Ma dopo la montata della generazione di quarantenni Clinton, Bush, Obama, che sembravano avere preso possesso definitivamente della Casa Bianca, e avere ripreso quella “fiaccola” che brevemente John Kennedy aveva impugnato nel 1961, il ritorno dei vecchi è massiccio. Segnala, ovviamente, quell’allungamento della vita produttiva, e non soltanto anagrafica, che in tutte le nazioni sviluppate si osserva e che sta creando giganteschi problemi a tutte le forme di stato sociale rovesciato, dove i vecchi che prelevano crescono più dei giovani che versano.

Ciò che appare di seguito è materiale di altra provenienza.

// The downstream database statements are replayed into.

use anyhow::Result;
use tracing::info;

use crate::error::FollowerError;

/// Result class of one executed statement.
#[derive(Debug, Clone, PartialEq, Eq)]
pub enum CommandOutcome {
    /// A utility command (CREATE, DROP, TRUNCATE, ...) completed.
    Utility(String),
    Insert { rows: u64 },
    /// Any other successful command, named by its tag.
    Other(String),
}

impl CommandOutcome {
    /// Classify a command completion tag such as `INSERT 0 1` or `CREATE TABLE`.
    pub fn from_tag(tag: &str) -> Self {
        let mut words = tag.split_whitespace();
        match words.next() {
            Some("INSERT") => CommandOutcome::Insert {
                rows: words.last().and_then(|n| n.parse().ok()).unwrap_or(0),
            },
            Some("SELECT" | "UPDATE" | "DELETE" | "MERGE" | "FETCH" | "MOVE" | "COPY") | None => {
                CommandOutcome::Other(tag.to_string())
            }
            Some(_) => CommandOutcome::Utility(tag.to_string()),
        }
    }
}

/// A transactional execution context on the downstream.
pub trait Target {
    fn begin(&mut self) -> Result<()>;
    fn execute(&mut self, statement: &str) -> Result<CommandOutcome>;
    fn commit(&mut self) -> Result<()>;
    fn rollback(&mut self) -> Result<()>;
}

pub struct PgTarget {
    conn: libpq::Connection,
}

impl PgTarget {
    pub fn connect(conninfo: &str) -> Result<Self> {
        let conn = libpq::Connection::new(conninfo)
            .map_err(|e| FollowerError::Connection(format!("could not connect to the target: {e}")))?;
        info!("connected to target");
        Ok(PgTarget { conn })
    }

    fn last_error(&self) -> String {
        self.conn
            .error_message()
            .map(|msg| msg.trim().to_string())
            .unwrap_or_default()
    }

    fn run(&mut self, statement: &str) -> Result<CommandOutcome> {
        let res = self.conn.exec(statement);
        match res.status() {
            libpq::Status::CommandOk | libpq::Status::TuplesOk => {
                let tag = res.cmd_status().ok().flatten().unwrap_or_default();
                Ok(CommandOutcome::from_tag(&tag))
            }
            libpq::Status::EmptyQuery => Ok(CommandOutcome::Other(String::new())),
            status => Err(FollowerError::apply(
                statement,
                format!("status {status:?}: {}", self.last_error()),
            )
            .into()),
        }
    }
}

impl Target for PgTarget {
    fn begin(&mut self) -> Result<()> {
        self.run("BEGIN")?;
        Ok(())
    }

    fn execute(&mut self, statement: &str) -> Result<CommandOutcome> {
        self.run(statement)
    }

    fn commit(&mut self) -> Result<()> {
        // An aborted transaction answers COMMIT with a ROLLBACK tag.
        match self.run("COMMIT")? {
            CommandOutcome::Utility(tag) if tag == "COMMIT" => Ok(()),
            outcome => Err(FollowerError::apply("COMMIT", format!("transaction ended with {outcome:?}")).into()),
        }
    }

    fn rollback(&mut self) -> Result<()> {
        self.run("ROLLBACK")?;
        Ok(())
    }
}
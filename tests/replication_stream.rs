mod common;

// Requires a running Postgres with wal_level=logical; run with --ignored.
// `test_decoding` stands in for the output plugin.

use std::time::{Duration, Instant};

use pg_follower::apply::{FeedbackState, SessionState, Watermarks};
use pg_follower::logical_replication::{
    LogicalReplicationStream, Receive, ReplicationMessage, ReplicationStream, Slot,
};
use pg_follower::{FollowerError, Lsn};
use serial_test::serial;

fn open_stream(test_db: &common::TestDb, slot: &Slot) -> LogicalReplicationStream {
    let mut stream = LogicalReplicationStream::connect(&test_db.url).expect("connect");
    stream.create_slot(slot).expect("create slot");
    stream.start(slot, Lsn::INVALID).expect("start replication");
    stream
}

/// Receive until `predicate` matches a data frame, waiting in between.
fn receive_until(
    stream: &mut LogicalReplicationStream,
    predicate: impl Fn(&str) -> bool,
) -> Option<Lsn> {
    let deadline = Instant::now() + Duration::from_secs(10);
    while Instant::now() < deadline {
        match stream.receive().expect("receive") {
            Receive::Message(buf) => {
                if let ReplicationMessage::XLogData(xlog) = ReplicationMessage::parse(&buf).unwrap() {
                    if predicate(&String::from_utf8_lossy(&xlog.data)) {
                        return Some(xlog.wal_end);
                    }
                }
            }
            Receive::Empty => stream.wait(Duration::from_millis(100)).expect("wait"),
            Receive::EndOfStream => return None,
        }
    }
    None
}

#[test]
#[ignore]
#[serial]
fn test_stream_delivers_committed_changes() {
    let test_db = common::setup_test_db();
    let mut client = test_db.client();
    client
        .batch_execute("CREATE TABLE items (id int PRIMARY KEY, label text)")
        .unwrap();

    let slot = Slot::new(&common::unique_slot_name(), "test_decoding");
    let mut stream = open_stream(&test_db, &slot);

    client
        .batch_execute("INSERT INTO items VALUES (1, 'first')")
        .unwrap();
    let commit = receive_until(&mut stream, |text| text.starts_with("COMMIT"));
    assert!(commit.is_some(), "no COMMIT frame received");
    stream.end_streaming().unwrap();
}

#[test]
#[ignore]
#[serial]
fn test_feedback_advances_confirmed_flush() {
    let test_db = common::setup_test_db();
    let mut client = test_db.client();
    client.batch_execute("CREATE TABLE items (id int)").unwrap();

    let slot = Slot::new(&common::unique_slot_name(), "test_decoding");
    let mut stream = open_stream(&test_db, &slot);
    client.batch_execute("INSERT INTO items VALUES (7)").unwrap();
    let commit = receive_until(&mut stream, |text| text.starts_with("COMMIT")).unwrap();

    let mut marks = Watermarks::default();
    marks.observe(commit);
    marks.mark_durable();
    let update = FeedbackState::new(10)
        .next_update(&marks, true, false, Instant::now(), std::time::SystemTime::now())
        .unwrap();
    stream.send(&update.encode()).unwrap();

    let deadline = Instant::now() + Duration::from_secs(10);
    let mut confirmed = None;
    while Instant::now() < deadline {
        confirmed = slot.confirmed_flush_lsn(&mut client).unwrap();
        if confirmed.is_some_and(|lsn| lsn >= commit) {
            break;
        }
        let _ = stream.receive();
        std::thread::sleep(Duration::from_millis(100));
    }
    assert!(confirmed.is_some_and(|lsn| lsn >= commit));
    stream.end_streaming().unwrap();
}

#[test]
#[ignore]
#[serial]
fn test_open_session_reaches_streaming() {
    let test_db = common::setup_test_db();
    let mut config = pg_follower::FollowerConfig::new(&test_db.url, &test_db.url);
    config.slot_name = common::unique_slot_name();
    config.plugin_name = "test_decoding".to_string();
    let mut session = pg_follower::apply::SessionManager::open(&config).unwrap();
    assert_eq!(session.state(), SessionState::Streaming);
    session.stream.end_streaming().unwrap();
}

#[test]
#[ignore]
#[serial]
fn test_unknown_plugin_is_a_connection_failure() {
    let test_db = common::setup_test_db();
    let mut stream = LogicalReplicationStream::connect(&test_db.url).expect("connect");
    let err = stream
        .create_slot(&Slot::new(&common::unique_slot_name(), "no_such_plugin"))
        .unwrap_err();
    assert!(matches!(
        err.downcast_ref::<FollowerError>(),
        Some(FollowerError::Connection(_))
    ));
}
//! Crate-level tests for the Clock: configuration, errors, metrics and scheduling properties

use std::sync::Arc;

use parking_lot::Mutex;

use crate::config::EndBoundary;
use crate::{
    Callback, Clock, ClockConfig, ClockError, MetricsCollector, DEFAULT_END, DEFAULT_EPSILON,
    DEFAULT_RESOLUTION, DEFAULT_START,
};

fn create_test_config() -> ClockConfig {
    ClockConfig {
        start: 0.0,
        end: 2.0,
        resolution: 0.01,
        epsilon: 1e-9,
        end_boundary: EndBoundary::Inclusive,
        max_firings_per_tick: Some(64),
    }
}

#[cfg(test)]
mod config_tests {
    use super::*;

    #[test]
    fn test_clock_config_default() {
        let config = ClockConfig::default();
        assert_eq!(config.start, DEFAULT_START);
        assert_eq!(config.end, DEFAULT_END);
        assert_eq!(config.resolution, DEFAULT_RESOLUTION);
        assert_eq!(config.epsilon, DEFAULT_EPSILON);
        assert_eq!(config.end_boundary, EndBoundary::Exclusive);
        assert!(config.validate().is_ok());
    }

    #[test]
    fn test_config_validation() {
        let config = ClockConfig { end: -1.0, ..Default::default() };
        assert!(matches!(config.validate(), Err(ClockError::InvalidBounds { .. })));

        let config = ClockConfig { resolution: 0.0, ..Default::default() };
        assert!(matches!(config.validate(), Err(ClockError::InvalidResolution { .. })));

        let config = ClockConfig { epsilon: -1.0, ..Default::default() };
        assert!(matches!(config.validate(), Err(ClockError::Config(_))));

        let config = ClockConfig { max_firings_per_tick: Some(0), ..Default::default() };
        assert!(matches!(config.validate(), Err(ClockError::Config(_))));
    }

    #[test]
    fn test_config_serialization() {
        let config = create_test_config();

        let serialized = serde_json::to_string(&config).unwrap();
        let deserialized: ClockConfig = serde_json::from_str(&serialized).unwrap();

        assert_eq!(config, deserialized);
    }

    #[test]
    fn test_partial_toml_uses_defaults() {
        let config: ClockConfig = toml::from_str("end = 5.0\nend_boundary = \"inclusive\"").unwrap();
        assert_eq!(config.end, 5.0);
        assert_eq!(config.end_boundary, EndBoundary::Inclusive);
        assert_eq!(config.resolution, DEFAULT_RESOLUTION);
        assert_eq!(config.max_firings_per_tick, None);
    }

    #[test]
    fn test_config_file_operations() {
        let config = create_test_config();
        let dir = tempfile::tempdir().unwrap();
        let path = dir.path().join("clock.toml");

        config.to_file(&path).unwrap();
        let loaded = ClockConfig::from_file(&path).unwrap();
        assert_eq!(config, loaded);

        let clock = Clock::from_config(&loaded).unwrap();
        assert_eq!(clock.config(), config);
    }

    #[test]
    fn test_config_file_errors() {
        let dir = tempfile::tempdir().unwrap();
        let missing = dir.path().join("missing.toml");
        assert!(matches!(ClockConfig::from_file(&missing), Err(ClockError::Config(_))));

        let invalid = dir.path().join("invalid.toml");
        std::fs::write(&invalid, "start = 3.0\nend = 1.0\n").unwrap();
        assert!(matches!(ClockConfig::from_file(&invalid), Err(ClockError::InvalidBounds { .. })));
    }
}

#[cfg(test)]
mod error_handling_tests {
    use super::*;

    #[test]
    fn test_clock_error_display() {
        let error = ClockError::ConfigConflict { operation: "reset" };
        assert_eq!(error.to_string(), "Cannot reset while the clock is running");
        assert!(error.is_config_conflict());

        let error = ClockError::InvalidBounds { start: 2.0, end: 1.0 };
        assert!(error.to_string().contains("end (1)"));

        let error = ClockError::RunawayTick { time: 0.5, firings: 11 };
        assert!(error.to_string().contains("11 firings"));
        assert!(!error.is_config_conflict());
    }

    #[test]
    fn test_callback_error_keeps_source() {
        use std::error::Error;

        let source: crate::CallbackError = anyhow::anyhow!("model diverged").into();
        let error = ClockError::Callback { time: 0.25, source };
        assert!(error.to_string().contains("0.25"));
        assert_eq!(error.source().map(|s| s.to_string()), Some("model diverged".to_string()));
    }

    #[test]
    fn test_anyhow_errors_propagate_from_callbacks() {
        let mut clock = Clock::new(0.0, 1.0, 0.5).unwrap();
        let cb = Callback::new(|_, _| {
            let value: u32 = "not a number".parse().map_err(anyhow::Error::from)?;
            assert_eq!(value, 0);
            Ok(())
        });
        clock.tick(&cb).unwrap();

        let err = clock.run(None, None, None).unwrap_err();
        assert!(matches!(err, ClockError::Callback { time, .. } if time == 0.0));
    }
}

#[cfg(test)]
mod metrics_tests {
    use super::*;

    #[test]
    fn test_metrics_collector_creation() {
        let collector = MetricsCollector::new();
        let metrics = collector.get_metrics();

        assert_eq!(metrics.total_ticks, 0);
        assert_eq!(metrics.total_firings, 0);
        assert_eq!(metrics.runs_completed, 0);
    }

    #[test]
    fn test_metrics_recording() {
        let collector = MetricsCollector::new();

        collector.record_tick(0.0, 3);
        collector.record_tick(0.1, 7);
        collector.record_firing();
        collector.record_run(true);
        collector.update_registered_timers(4);

        let metrics = collector.get_metrics();
        assert_eq!(metrics.total_ticks, 2);
        assert_eq!(metrics.max_firings_per_tick, 7);
        assert_eq!(metrics.total_firings, 1);
        assert_eq!(metrics.runs_completed, 1);
        assert_eq!(metrics.runs_stopped, 1);
        assert_eq!(metrics.registered_timers, 4);
    }

    #[test]
    fn test_metrics_reset() {
        let collector = MetricsCollector::new();

        collector.record_tick(0.0, 2);
        collector.record_callback_failure();
        collector.update_registered_timers(3);

        collector.reset();

        let metrics = collector.get_metrics();
        assert_eq!(metrics.total_ticks, 0);
        assert_eq!(metrics.callback_failures, 0);
        assert_eq!(metrics.registered_timers, 3);
    }

    #[test]
    fn test_clock_reports_run_metrics() {
        let mut clock = Clock::new(0.0, 1.0, 0.1).unwrap();
        let collector = clock.metrics_collector();
        clock.tick(&Callback::new(|_, _| Ok(()))).unwrap();
        clock.every(0.5, 0, &Callback::new(|_, _| Ok(()))).unwrap();

        clock.run(None, None, None).unwrap();

        let metrics = collector.get_metrics();
        assert_eq!(metrics.total_firings, 12);
        assert_eq!(metrics.total_ticks, 11);
        assert_eq!(metrics.runs_completed, 1);
        assert_eq!(metrics.runs_stopped, 0);
        assert_eq!(metrics.registered_timers, 2);
    }
}

#[cfg(test)]
mod property_tests {
    use super::*;
    use proptest::prelude::*;

    type Trace = Arc<Mutex<Vec<(usize, f64)>>>;

    /// Register one recording timer per `(period_steps, order)` with periods in
    /// multiples of a binary-exact resolution
    fn build_clock(resolution: f64, end_steps: u32, timers: &[(u32, i32)], trace: &Trace) -> Clock {
        let mut clock = Clock::new(0.0, end_steps as f64 * resolution, resolution).unwrap();
        for (index, (period_steps, order)) in timers.iter().enumerate() {
            let trace = trace.clone();
            let cb = Callback::new(move |_, time| {
                trace.lock().push((index, time));
                Ok(())
            });
            clock.add(&cb, Some(*period_steps as f64 * resolution), *order).unwrap();
        }
        clock
    }

    fn timer_layouts() -> impl Strategy<Value = Vec<(u32, i32)>> {
        prop::collection::vec((1u32..8, -2i32..3), 1..6)
    }

    proptest! {
        #[test]
        fn prop_fire_count_matches_exclusive_boundary(
            end_steps in 1u32..64,
            timers in timer_layouts(),
        ) {
            let trace = Trace::default();
            let mut clock = build_clock(0.125, end_steps, &timers, &trace);
            clock.run(None, None, None).unwrap();

            let trace = trace.lock();
            for (index, (period_steps, _)) in timers.iter().enumerate() {
                let count = trace.iter().filter(|(i, _)| *i == index).count() as u32;
                prop_assert_eq!(count, end_steps.div_ceil(*period_steps));
            }
        }

        #[test]
        fn prop_runs_are_deterministic(
            end_steps in 1u32..48,
            timers in timer_layouts(),
        ) {
            let first = Trace::default();
            build_clock(0.125, end_steps, &timers, &first).run(None, None, None).unwrap();
            let second = Trace::default();
            build_clock(0.125, end_steps, &timers, &second).run(None, None, None).unwrap();

            prop_assert_eq!(&*first.lock(), &*second.lock());
        }

        #[test]
        fn prop_firing_sequence_is_ordered(
            end_steps in 1u32..48,
            timers in timer_layouts(),
        ) {
            let trace = Trace::default();
            build_clock(0.125, end_steps, &timers, &trace).run(None, None, None).unwrap();

            let trace = trace.lock();
            for pair in trace.windows(2) {
                let (a, ta) = pair[0];
                let (b, tb) = pair[1];
                prop_assert!(ta <= tb);
                if ta == tb {
                    prop_assert!((timers[a].1, a) < (timers[b].1, b));
                }
            }
        }
    }
}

Più ancora, però, indica come le nuove generazioni, i quarantenni, i trentenni o i “millennials”, i nati attorno allo scadere del millennio, abbiano poco interesse o poca fiducia nella politica. I giovani Democratici simpatizzano per Sanders, il vecchio Zio Bernie con quella sua aria stazzonata, un po’ svitata, ma sincera. I giovani populisti repubblicani adorano Trump, il “politicamente scorretto”, il personaggio da Reality Show. E l’elettorato in generale, dove sono gli over 60 a votare in massa (due su tre)  e i giovani ad astenersi in massa (tre su quattro) tende a favorire i propri coetanei, consumata con Obama la passione per i quarant’anni, loro e dei candidati.

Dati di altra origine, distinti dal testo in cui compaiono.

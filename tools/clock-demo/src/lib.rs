//! Clock demo library
//!
//! Configuration loading, logging setup and the demo scenarios driven by the
//! `clock-demo` binary.

use anyhow::{Context, Result};
use std::path::Path;

pub mod config;
pub mod demos;
pub mod logging;

pub use config::DemoConfig;
pub use logging::initialize_logging_with_config;

/// Load configuration from an optional TOML file and `SIM_CLOCK__*` environment variables
pub fn load_configuration(path: Option<&Path>) -> Result<DemoConfig> {
    config::load_config(path).context("Failed to load demo configuration")
}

Ma c’è forse un altro indizio segreto per spiegare il successo dei “Revenant”.  La progressiva estinzione della famiglia Carosello, papà al lavoro, mamma in cucina, ha visto ormai milioni e milioni di americani crescere assistiti più dai nonni e dalle nonne che dai genitori, naturali o adottivi che fossero. E in quei nonni e nonne riconoscono inconsciamente un rifugio nei momenti di crisi o di paura come questo, qualcuno che, come si disse negli anni di Reagan, possa rimboccargli le lenzuola prima di dormire. Anche se di nonni con i capelli arancione come Donald si sono visti francamente pochi.